Attackers cleverly exploit the need for long-term data protection. Quantum computers amplify the likelihood of a "Harvest Now Decrypt Later" attack success.

Data has a lifespan—sometimes stretching decades in the case of commercial secrets or research results. Consequently, the data must be protected for its entire life cycle.

A notable technique to exploit the longevity of the data is the "Harvest Now, Decrypt Later" attack. This strategy involves capturing and storing encrypted data, with the intent to decrypt it before it becomes obsolete. This could be due to advancements in computational power or the emergence of a novel mathematical method capable of breaking the encryption. Such an expectation isn't unfounded, given that current cryptographic methods rely on computational complexity assumptions. These are merely assumptions without rigorous proof, implying that some problems are very hard to solve.

Here's how the attack unfolds:

Initially, a document is encrypted, presumably ensuring its security. But what if current cryptographic methods don't guarantee security throughout the document's lifecycle? Operating on this premise, an attacker might intercept a document, be it a database backup, a virtual machine dump, or a ten-day stream of confidential file uploads. However, not all data is targeted. Since every attack needs to be cost-effective, attackers will likely prioritise intercepting large, structured datasets encrypted with a single key. But as the cost of initiating these attacks reduces, even smaller data sets might become vulnerable.

After interception, the attacker retains the document in its encrypted state. The underlying hope is for advancements in computational capabilities or the introduction of a groundbreaking mathematical method that will enable decryption before the data's value diminishes. If such a scenario unfolds, the attack is deemed successful.

One might question the influence of quantum computers in this scenario. While the "Harvest Now, Decrypt Later" tactic predated the rise of quantum computing, the essence of the attack is the anticipation of evolving decryption tools. Quantum computers epitomize this evolution, amplifying the likelihood of the attack's success.
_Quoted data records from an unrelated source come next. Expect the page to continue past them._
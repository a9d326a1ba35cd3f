//! Replay-then-live subscriptions.

use std::any::Any;
use std::marker::PhantomData;
use std::pin::Pin;
use std::sync::Arc;
use std::task::{Context, Poll};

use futures_util::Stream;
use tokio::sync::mpsc;

use crate::config_store::entry::{downcast, ConfigEntry, ConfigStoreError, RawEntry};

/// Values of a single key: the current value (if any) followed by every
/// later update, in publication order.
///
/// Ends only when the store itself is dropped. Dropping the `Watch`
/// unsubscribes.
pub struct Watch<V> {
    key: String,
    rx: mpsc::UnboundedReceiver<RawEntry>,
    _value: PhantomData<fn() -> V>,
}

impl<V: Any + Send + Sync> Watch<V> {
    pub(crate) fn new(key: String, rx: mpsc::UnboundedReceiver<RawEntry>) -> Self {
        Self {
            key,
            rx,
            _value: PhantomData,
        }
    }

    pub fn key(&self) -> &str {
        &self.key
    }

    /// Wait for the next value.
    pub async fn recv(&mut self) -> Option<Result<Arc<V>, ConfigStoreError>> {
        self.rx.recv().await.map(typed)
    }

    /// Take the next value if one is already queued.
    pub fn try_recv(&mut self) -> Option<Result<Arc<V>, ConfigStoreError>> {
        self.rx.try_recv().ok().map(typed)
    }
}

impl<V: Any + Send + Sync> Stream for Watch<V> {
    type Item = Result<Arc<V>, ConfigStoreError>;

    fn poll_next(self: Pin<&mut Self>, cx: &mut Context<'_>) -> Poll<Option<Self::Item>> {
        self.get_mut().rx.poll_recv(cx).map(|entry| entry.map(typed))
    }
}

fn typed<V: Any + Send + Sync>(entry: RawEntry) -> Result<Arc<V>, ConfigStoreError> {
    downcast::<V>(&entry.key, entry.value)
}

/// Entries of a key tree (`root` and `root.*`): all current entries first,
/// then every later update under the tree.
pub struct EntryWatch<V> {
    root_key: String,
    rx: mpsc::UnboundedReceiver<RawEntry>,
    _value: PhantomData<fn() -> V>,
}

impl<V: Any + Send + Sync> EntryWatch<V> {
    pub(crate) fn new(root_key: String, rx: mpsc::UnboundedReceiver<RawEntry>) -> Self {
        Self {
            root_key,
            rx,
            _value: PhantomData,
        }
    }

    pub fn root_key(&self) -> &str {
        &self.root_key
    }

    pub async fn recv(&mut self) -> Option<Result<ConfigEntry<V>, ConfigStoreError>> {
        self.rx.recv().await.map(RawEntry::cast)
    }

    pub fn try_recv(&mut self) -> Option<Result<ConfigEntry<V>, ConfigStoreError>> {
        self.rx.try_recv().ok().map(RawEntry::cast)
    }
}

impl<V: Any + Send + Sync> Stream for EntryWatch<V> {
    type Item = Result<ConfigEntry<V>, ConfigStoreError>;

    fn poll_next(self: Pin<&mut Self>, cx: &mut Context<'_>) -> Poll<Option<Self::Item>> {
        self.get_mut().rx.poll_recv(cx).map(|entry| entry.map(RawEntry::cast))
    }
}
//! Reactive config store: replay then live updates.

use std::sync::Arc;
use std::time::Duration;

use futures_util::StreamExt;
use proxy_registry::config_store::{ConfigStore, ConfigStoreError};

#[tokio::test]
async fn test_watch_replays_current_value_then_follows_updates() {
    let store = ConfigStore::new();
    store.set("timeout", 100u64);

    let mut watch = store.watch::<u64>("timeout");
    assert_eq!(*watch.recv().await.unwrap().unwrap(), 100);

    store.set("timeout", 200u64);
    store.set("timeout", 300u64);
    assert_eq!(*watch.recv().await.unwrap().unwrap(), 200);
    assert_eq!(*watch.recv().await.unwrap().unwrap(), 300);
    assert!(watch.try_recv().is_none());
}

#[tokio::test]
async fn test_watch_of_unset_key_waits_for_first_value() {
    let store = Arc::new(ConfigStore::new());
    let mut watch = store.watch::<String>("greeting");
    assert!(watch.try_recv().is_none());

    let writer = store.clone();
    tokio::spawn(async move {
        tokio::time::sleep(Duration::from_millis(10)).await;
        writer.set("greeting", "hello".to_string());
    });

    let value = tokio::time::timeout(Duration::from_secs(1), watch.next())
        .await
        .unwrap()
        .unwrap()
        .unwrap();
    assert_eq!(value.as_str(), "hello");
}

#[tokio::test]
async fn test_tree_watch_sees_children_only() {
    let store = ConfigStore::new();
    store.set("origins.shop", 1u32);
    store.set("originsx", 2u32);

    let mut watch = store.watch_all::<u32>("origins");
    let first = watch.recv().await.unwrap().unwrap();
    assert_eq!(first.key, "origins.shop");

    store.set("origins", 3u32);
    store.set("origins.search", 4u32);
    store.set("other", 5u32);

    let keys: Vec<String> = [watch.recv().await, watch.recv().await]
        .into_iter()
        .map(|entry| entry.unwrap().unwrap().key)
        .collect();
    assert_eq!(keys, vec!["origins".to_string(), "origins.search".to_string()]);
    assert!(watch.try_recv().is_none());
}

#[tokio::test]
async fn test_type_mismatch_is_reported_not_dropped() {
    let store = ConfigStore::new();
    store.set("limit", "ten".to_string());

    let mut watch = store.watch::<u64>("limit");
    assert!(matches!(
        watch.recv().await,
        Some(Err(ConfigStoreError::TypeMismatch { .. }))
    ));

    store.set("limit", 10u64);
    assert_eq!(*watch.recv().await.unwrap().unwrap(), 10);
}

#[tokio::test]
async fn test_dropped_watch_does_not_block_publishers() {
    let store = ConfigStore::new();
    drop(store.watch::<u64>("k"));

    store.set("k", 1u64);
    assert_eq!(*store.get::<u64>("k").unwrap().unwrap(), 1);
}

#[test]
fn test_watchers_racing_writer_see_gap_free_sequences() {
    const UPDATES: u64 = 2_000;
    const WATCHERS: usize = 8;

    let store = Arc::new(ConfigStore::new());

    let writer = {
        let store = store.clone();
        std::thread::spawn(move || {
            for i in 0..UPDATES {
                store.set("k", i);
            }
        })
    };
    let subscribers: Vec<_> = (0..WATCHERS)
        .map(|n| {
            let store = store.clone();
            std::thread::spawn(move || {
                std::thread::sleep(Duration::from_micros(50 * n as u64));
                store.watch::<u64>("k")
            })
        })
        .collect();

    writer.join().unwrap();
    for subscriber in subscribers {
        let mut watch = subscriber.join().unwrap();
        let seen: Vec<u64> = std::iter::from_fn(|| watch.try_recv())
            .map(|value| *value.unwrap())
            .collect();

        // Starts at whatever was current on subscribe, then no gap and no repeat.
        assert!(seen.windows(2).all(|pair| pair[1] == pair[0] + 1), "{:?}", seen);
        assert_eq!(seen.last(), Some(&(UPDATES - 1)));
    }
}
Two characteristics distinguish the "Harvest Now, Decrypt Later" strategy from other cyber threats. For one, it's exceedingly difficult to identify. Think about someone just sniffing traffic directed at a specific application. Furthermore, in its culmination, it is impossible to stop attackers. Once data is lost, it is lost. This contrasts with contemporary practices where, following a breach, tools exist to mitigate further damage.